If you're like me, you get pretty infuriated when you see some Republican candidate say that health-care reform is the greatest threat to individual liberty since the Nuremberg Laws, when that same person was unconcerned about things that constitute actual threats to personal liberty, like warrantless wiretapping. Well it isn't just the politicians. Look at this remarkable graph from Gallup (via John Sides):
What happened to send the line for Democrats and the line for Republicans in opposite directions? Oh yeah -- a Democratic president took office.

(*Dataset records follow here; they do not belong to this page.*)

use super::{checkbox, link, optional, phone, required, Issues, ValidationError};
use crate::directory_store::VenueDraft;
use serde::Deserialize;

/// Fields of the venue create/edit form, as submitted.
#[derive(Clone, Debug, Default, Deserialize)]
#[serde(default)]
pub struct VenueForm {
    pub name: String,
    pub city: String,
    pub state: String,
    pub address: String,
    pub phone: String,
    pub genres: String,
    pub image_link: String,
    pub website_link: String,
    pub facebook_link: String,
    pub seeking_talent: String,
    pub seeking_description: String,
}

impl VenueForm {
    pub fn validate(&self) -> Result<VenueDraft, ValidationError> {
        let mut issues = Issues::default();
        let draft = VenueDraft {
            name: required(&self.name, "name", &mut issues),
            city: required(&self.city, "city", &mut issues),
            state: required(&self.state, "state", &mut issues),
            address: required(&self.address, "address", &mut issues),
            phone: phone(&self.phone, &mut issues),
            genres: optional(&self.genres, "genres", &mut issues),
            image_link: link(&self.image_link, "image link", &mut issues),
            website_link: link(&self.website_link, "website link", &mut issues),
            facebook_link: link(&self.facebook_link, "facebook link", &mut issues),
            seeking_talent: checkbox(&self.seeking_talent),
            seeking_description: optional(&self.seeking_description, "seeking description", &mut issues),
        };
        issues.into_result(draft)
    }

    /// Prefills the edit form from a stored venue.
    pub fn from_venue(venue: &crate::directory_store::Venue) -> Self {
        VenueForm {
            name: venue.name.clone(),
            city: venue.city.clone(),
            state: venue.state.clone(),
            address: venue.address.clone(),
            phone: venue.phone.clone(),
            genres: venue.genres.clone(),
            image_link: venue.image_link.clone(),
            website_link: venue.website_link.clone(),
            facebook_link: venue.facebook_link.clone(),
            seeking_talent: if venue.seeking_talent { "y".to_owned() } else { String::new() },
            seeking_description: venue.seeking_description.clone(),
        }
    }
}

#[cfg(test)]
mod tests {
    use super::*;

    fn filled_form() -> VenueForm {
        VenueForm {
            name: "The Musical Hop".to_owned(),
            city: "San Francisco".to_owned(),
            state: "CA".to_owned(),
            address: "1015 Folsom Street".to_owned(),
            phone: "123-123-1234".to_owned(),
            genres: "Jazz,Reggae,Swing".to_owned(),
            seeking_talent: "y".to_owned(),
            seeking_description: "We are on the lookout for a local artist.".to_owned(),
            ..Default::default()
        }
    }

    #[test]
    fn complete_form_yields_draft() {
        let draft = filled_form().validate().unwrap();
        assert_eq!(draft.name, "The Musical Hop");
        assert!(draft.seeking_talent);
    }

    #[test]
    fn missing_required_field_is_rejected() {
        let form = VenueForm {
            name: String::new(),
            ..filled_form()
        };
        let err = form.validate().unwrap_err();
        assert_eq!(err.messages, vec!["name is required"]);
    }

    #[test]
    fn all_problems_are_reported_at_once() {
        let form = VenueForm {
            name: String::new(),
            city: "  ".to_owned(),
            phone: "not a phone".to_owned(),
            ..filled_form()
        };
        let err = form.validate().unwrap_err();
        assert_eq!(err.messages.len(), 3);
    }

    #[test]
    fn unticked_checkbox_means_not_seeking() {
        let form = VenueForm {
            seeking_talent: String::new(),
            ..filled_form()
        };
        assert!(!form.validate().unwrap().seeking_talent);
    }

    #[test]
    fn prefill_round_trips_through_validate() {
        let draft = filled_form().validate().unwrap();
        let venue = draft.clone().into_venue(3);
        let reparsed = VenueForm::from_venue(&venue).validate().unwrap();
        assert_eq!(reparsed, draft);
    }
}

This really shouldn't be all that surprising. Our partisan predispositions affect not just what we think about candidates, or about policy proposals, but how we think about the objective facts of the world. People rate the economy as doing better when their preferred party is in power, for instance. Elites also play an important role here -- they cue people as to what conservative or liberals are supposed to believe. And since Barack Obama got elected, Republican elites have been telling them that our freedom hangs by a thread.

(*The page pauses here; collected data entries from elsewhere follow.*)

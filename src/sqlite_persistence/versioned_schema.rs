use anyhow::{bail, Result};
use rusqlite::{params, Connection};

/// Offset added to the schema version before writing it to `PRAGMA user_version`,
/// so a database created by unrelated tooling (user_version 0, 1, ...) is never
/// mistaken for one of ours.
pub const BASE_DB_VERSION: usize = 74000;

#[macro_export]
macro_rules! sqlite_column {
    ($name:expr, $sql_type:expr $(, $field:ident = $value:expr)*) => {
        {
            // unused_mut: the variable is only mutated when optional field
            // assignments are passed (e.g. `non_null = true`)
            #[allow(unused_mut)]
            let mut column = Column {
                name: $name,
                sql_type: $sql_type,
                is_primary_key: false,
                non_null: false,
                default_value: None,
                foreign_key: None,
            };
            $(
                column.$field = $value;
            )*
            column
        }
    };
}

#[derive(Debug, PartialEq, Eq, Clone, Copy)]
pub enum SqlType {
    Text,
    Integer,
    Real,
    Blob,
}

impl SqlType {
    fn as_sql(&self) -> &'static str {
        match self {
            SqlType::Text => "TEXT",
            SqlType::Integer => "INTEGER",
            SqlType::Real => "REAL",
            SqlType::Blob => "BLOB",
        }
    }

    fn from_sql(s: &str) -> Option<Self> {
        match s {
            "TEXT" => Some(SqlType::Text),
            "INTEGER" => Some(SqlType::Integer),
            "REAL" => Some(SqlType::Real),
            "BLOB" => Some(SqlType::Blob),
            _ => None,
        }
    }
}

#[allow(unused)]
pub enum ForeignKeyOnChange {
    NoAction,
    Restrict,
    SetNull,
    Cascade,
}

impl ForeignKeyOnChange {
    fn as_sql(&self) -> &'static str {
        match self {
            ForeignKeyOnChange::NoAction => "NO ACTION",
            ForeignKeyOnChange::Restrict => "RESTRICT",
            ForeignKeyOnChange::SetNull => "SET NULL",
            ForeignKeyOnChange::Cascade => "CASCADE",
        }
    }
}

pub struct ForeignKey {
    pub foreign_table: &'static str,
    pub foreign_column: &'static str,
    pub on_delete: ForeignKeyOnChange,
}

pub struct Column {
    pub name: &'static str,
    pub sql_type: &'static SqlType,
    pub is_primary_key: bool,
    pub non_null: bool,
    pub default_value: Option<&'static str>,
    pub foreign_key: Option<&'static ForeignKey>,
}

pub struct Table {
    pub name: &'static str,
    pub columns: &'static [Column],
    pub indices: &'static [(&'static str, &'static str)],
}

impl Table {
    pub fn create(&self, conn: &Connection) -> Result<()> {
        let mut column_defs = Vec::with_capacity(self.columns.len());
        for column in self.columns {
            let mut def = format!("{} {}", column.name, column.sql_type.as_sql());
            if column.is_primary_key {
                def.push_str(" PRIMARY KEY");
            }
            if column.non_null {
                def.push_str(" NOT NULL");
            }
            if let Some(default_value) = column.default_value {
                def.push_str(&format!(" DEFAULT {}", default_value));
            }
            if let Some(fk) = column.foreign_key {
                def.push_str(&format!(
                    " REFERENCES {}({}) ON DELETE {}",
                    fk.foreign_table,
                    fk.foreign_column,
                    fk.on_delete.as_sql()
                ));
            }
            column_defs.push(def);
        }
        conn.execute(
            &format!("CREATE TABLE {} ({});", self.name, column_defs.join(", ")),
            params![],
        )?;

        for (index_name, column_name) in self.indices {
            conn.execute(
                &format!(
                    "CREATE INDEX {} ON {}({});",
                    index_name, self.name, column_name
                ),
                params![],
            )?;
        }
        Ok(())
    }

    fn validate(&self, conn: &Connection) -> Result<()> {
        struct ActualColumn {
            name: String,
            sql_type: Option<SqlType>,
            non_null: bool,
            is_primary_key: bool,
        }

        let mut stmt = conn.prepare(&format!("PRAGMA table_info({});", self.name))?;
        let actual_columns: Vec<ActualColumn> = stmt
            .query_map(params![], |row| {
                Ok(ActualColumn {
                    name: row.get(1)?,
                    sql_type: SqlType::from_sql(&row.get::<_, String>(2)?),
                    non_null: row.get::<_, i32>(3)? == 1,
                    is_primary_key: row.get::<_, i32>(5)? == 1,
                })
            })?
            .collect::<Result<_, _>>()?;

        if actual_columns.len() != self.columns.len() {
            bail!(
                "Table {} has {} columns, expected {} ({})",
                self.name,
                actual_columns.len(),
                self.columns.len(),
                self.columns
                    .iter()
                    .map(|c| c.name)
                    .collect::<Vec<_>>()
                    .join(", ")
            );
        }

        for (actual, expected) in actual_columns.iter().zip(self.columns.iter()) {
            if actual.name != expected.name {
                bail!(
                    "Table {} column name mismatch: expected {}, got {}",
                    self.name,
                    expected.name,
                    actual.name
                );
            }
            if actual.sql_type != Some(*expected.sql_type) {
                bail!(
                    "Table {} column {} type mismatch: expected {:?}, got {:?}",
                    self.name,
                    expected.name,
                    expected.sql_type,
                    actual.sql_type
                );
            }
            if actual.non_null != expected.non_null {
                bail!(
                    "Table {} column {} non-null mismatch: expected {}",
                    self.name,
                    expected.name,
                    expected.non_null
                );
            }
            if actual.is_primary_key != expected.is_primary_key {
                bail!(
                    "Table {} column {} primary key mismatch: expected {}",
                    self.name,
                    expected.name,
                    expected.is_primary_key
                );
            }
        }

        for (index_name, _) in self.indices {
            let index_exists: bool = conn
                .query_row(
                    "SELECT 1 FROM sqlite_master WHERE type='index' AND name=?1 AND tbl_name=?2",
                    params![index_name, self.name],
                    |_| Ok(true),
                )
                .unwrap_or(false);
            if !index_exists {
                bail!("Table {} is missing index '{}'", self.name, index_name);
            }
        }

        // PRAGMA foreign_key_list columns: id, seq, table, from, to, on_update, on_delete, match
        let mut fk_stmt = conn.prepare(&format!("PRAGMA foreign_key_list({});", self.name))?;
        let actual_fks: Vec<(String, String, String, String)> = fk_stmt
            .query_map(params![], |row| {
                Ok((row.get(3)?, row.get(2)?, row.get(4)?, row.get(6)?))
            })?
            .collect::<Result<_, _>>()?;

        for column in self.columns {
            let Some(expected_fk) = column.foreign_key else {
                continue;
            };
            let found = actual_fks.iter().any(|(from, table, to, on_delete)| {
                from == column.name
                    && table == expected_fk.foreign_table
                    && to == expected_fk.foreign_column
                    && on_delete == expected_fk.on_delete.as_sql()
            });
            if !found {
                bail!(
                    "Table {} column {} is missing foreign key REFERENCES {}({}) ON DELETE {}",
                    self.name,
                    column.name,
                    expected_fk.foreign_table,
                    expected_fk.foreign_column,
                    expected_fk.on_delete.as_sql()
                );
            }
        }

        Ok(())
    }
}

pub struct VersionedSchema {
    pub version: usize,
    pub tables: &'static [Table],
    pub migration: Option<fn(&Connection) -> Result<()>>,
}

impl VersionedSchema {
    pub fn create(&self, conn: &Connection) -> Result<()> {
        conn.execute("PRAGMA foreign_keys = ON;", params![])?;
        for table in self.tables {
            table.create(conn)?;
        }
        conn.execute(
            &format!("PRAGMA user_version = {}", BASE_DB_VERSION + self.version),
            [],
        )?;
        Ok(())
    }

    pub fn validate(&self, conn: &Connection) -> Result<()> {
        for table in self.tables {
            table.validate(conn)?;
        }
        Ok(())
    }
}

But look at the line for independents. It hasn't moved at all. There's a lesson there for journalists. The next time you get an urge to say that the country is gripped by a belief that government is dangerously out of control and that it's threatening our freedom, remind yourself that the country is not in fact gripped by those beliefs. Republicans are gripped by those beliefs, and the fact that they're yelling them very loudly doesn't mean they're shared by everyone else.